(Stored items)
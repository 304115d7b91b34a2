//! Argument normalization applied before dispatch

pub mod policy;

pub use policy::{NormalizationPolicy, PathRule};
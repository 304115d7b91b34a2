//! Port definitions (interfaces for external adapters)
//!
//! Ports define the contracts that infrastructure adapters must implement.

pub mod conversation_logger;
pub mod llm_gateway;
pub mod progress;
pub mod relevance_classifier;
pub mod step_planner;
pub mod tool_executor;
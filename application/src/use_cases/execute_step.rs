//! Execute Step use case.
//!
//! Takes a step whose back-references are already resolved, applies the
//! [`NormalizationPolicy`] for the provider it is bound to, and dispatches
//! it through the [`ToolExecutorPort`].

use std::sync::Arc;

use serde_json::{Map, Value};
use stepwise_domain::{CatalogError, NormalizationPolicy, PlanStep, ProviderError};
use tracing::debug;

use crate::ports::tool_executor::ToolExecutorPort;

/// A normalized call ready for dispatch
#[derive(Debug, Clone, PartialEq)]
pub struct PreparedCall {
    /// Step with resolved, normalized arguments
    pub step: PlanStep,
    /// Bound provider, or why there is none
    pub binding: Result<String, CatalogError>,
}

impl PreparedCall {
    pub fn provider_id(&self) -> Option<&str> {
        self.binding.as_deref().ok()
    }
}

/// Normalizes and dispatches resolved steps.
pub struct ExecuteStepUseCase {
    tool_executor: Arc<dyn ToolExecutorPort>,
    policy: NormalizationPolicy,
}

impl ExecuteStepUseCase {
    pub fn new(tool_executor: Arc<dyn ToolExecutorPort>, policy: NormalizationPolicy) -> Self {
        Self {
            tool_executor,
            policy,
        }
    }

    pub fn tool_executor(&self) -> &Arc<dyn ToolExecutorPort> {
        &self.tool_executor
    }

    /// Bind `name` to its provider and normalize `arguments` for it.
    pub fn prepare(&self, name: &str, mut arguments: Map<String, Value>) -> PreparedCall {
        let binding = self
            .tool_executor
            .catalog()
            .resolve(name)
            .map(str::to_string);

        if let Ok(provider_id) = &binding {
            let touched = self.policy.apply(name, provider_id, &mut arguments);
            if !touched.is_empty() {
                debug!(tool = %name, "Normalized arguments: {}", touched.join(", "));
            }
        }

        PreparedCall {
            step: PlanStep {
                name: name.to_string(),
                arguments,
            },
            binding,
        }
    }

    /// Dispatch a prepared call.
    ///
    /// An unbound tool yields error-marked text so the caller requeues it
    /// like any other tool failure.
    pub async fn dispatch(&self, call: &PreparedCall) -> Result<String, ProviderError> {
        match &call.binding {
            Ok(provider_id) => {
                self.tool_executor
                    .invoke(provider_id, &call.step.name, &call.step.arguments)
                    .await
            }
            Err(e) => Ok(format!("Error: {}", e)),
        }
    }
}

#[cfg(test)]
mod tests {
    use super::*;
    use async_trait::async_trait;
    use serde_json::json;
    use std::path::PathBuf;
    use std::sync::Mutex;
    use stepwise_domain::{ToolCatalog, ToolDescriptor, carries_error_marker};

    struct RecordingExecutor {
        catalog: ToolCatalog,
        calls: Mutex<Vec<(String, String, Map<String, Value>)>>,
    }

    impl RecordingExecutor {
        fn new() -> Self {
            let mut catalog = ToolCatalog::new();
            catalog.register("filesystem", vec![ToolDescriptor::new("create_file", "")]);
            catalog.register("utility", vec![ToolDescriptor::new("get_time", "")]);
            Self {
                catalog,
                calls: Mutex::new(Vec::new()),
            }
        }
    }

    #[async_trait]
    impl ToolExecutorPort for RecordingExecutor {
        fn catalog(&self) -> &ToolCatalog {
            &self.catalog
        }

        async fn invoke(
            &self,
            provider_id: &str,
            name: &str,
            arguments: &Map<String, Value>,
        ) -> Result<String, ProviderError> {
            self.calls.lock().unwrap().push((
                provider_id.to_string(),
                name.to_string(),
                arguments.clone(),
            ));
            Ok("ok".to_string())
        }
    }

    fn use_case(executor: Arc<RecordingExecutor>) -> ExecuteStepUseCase {
        ExecuteStepUseCase::new(
            executor,
            NormalizationPolicy::standard(Some(PathBuf::from("/data"))),
        )
    }

    #[tokio::test]
    async fn test_filesystem_call_is_normalized_and_dispatched() {
        let executor = Arc::new(RecordingExecutor::new());
        let uc = use_case(executor.clone());

        let mut args = Map::new();
        args.insert("file_name".into(), json!("out.txt"));
        let call = uc.prepare("create_file", args);
        assert_eq!(call.provider_id(), Some("filesystem"));
        assert_eq!(call.step.arguments["file_name"], json!("/data/out.txt"));

        assert_eq!(uc.dispatch(&call).await.unwrap(), "ok");
        let calls = executor.calls.lock().unwrap();
        assert_eq!(calls[0].0, "filesystem");
        assert_eq!(calls[0].1, "create_file");
        assert_eq!(calls[0].2["file_name"], json!("/data/out.txt"));
    }

    #[tokio::test]
    async fn test_unknown_tool_is_error_marked_without_dispatch() {
        let executor = Arc::new(RecordingExecutor::new());
        let uc = use_case(executor.clone());

        let call = uc.prepare("send_email", Map::new());
        assert!(call.provider_id().is_none());
        let copy = call.clone();
        assert_eq!(copy.binding, Err(CatalogError::NotFound("send_email".into())));

        let output = uc.dispatch(&call).await.unwrap();
        assert!(carries_error_marker(&output));
        assert!(output.contains("send_email"));
        assert!(executor.calls.lock().unwrap().is_empty());
    }
}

ABOUT THIS EXERCISE. Each line in the records above with "ToolDescriptor" must be returned.

THE COMPLETED TASK.
    use stepwise_domain::{ToolCatalog, ToolDescriptor, carries_error_marker};
            catalog.register("filesystem", vec![ToolDescriptor::new("create_file", "")]);
            catalog.register("utility", vec![ToolDescriptor::new("get_time", "")]);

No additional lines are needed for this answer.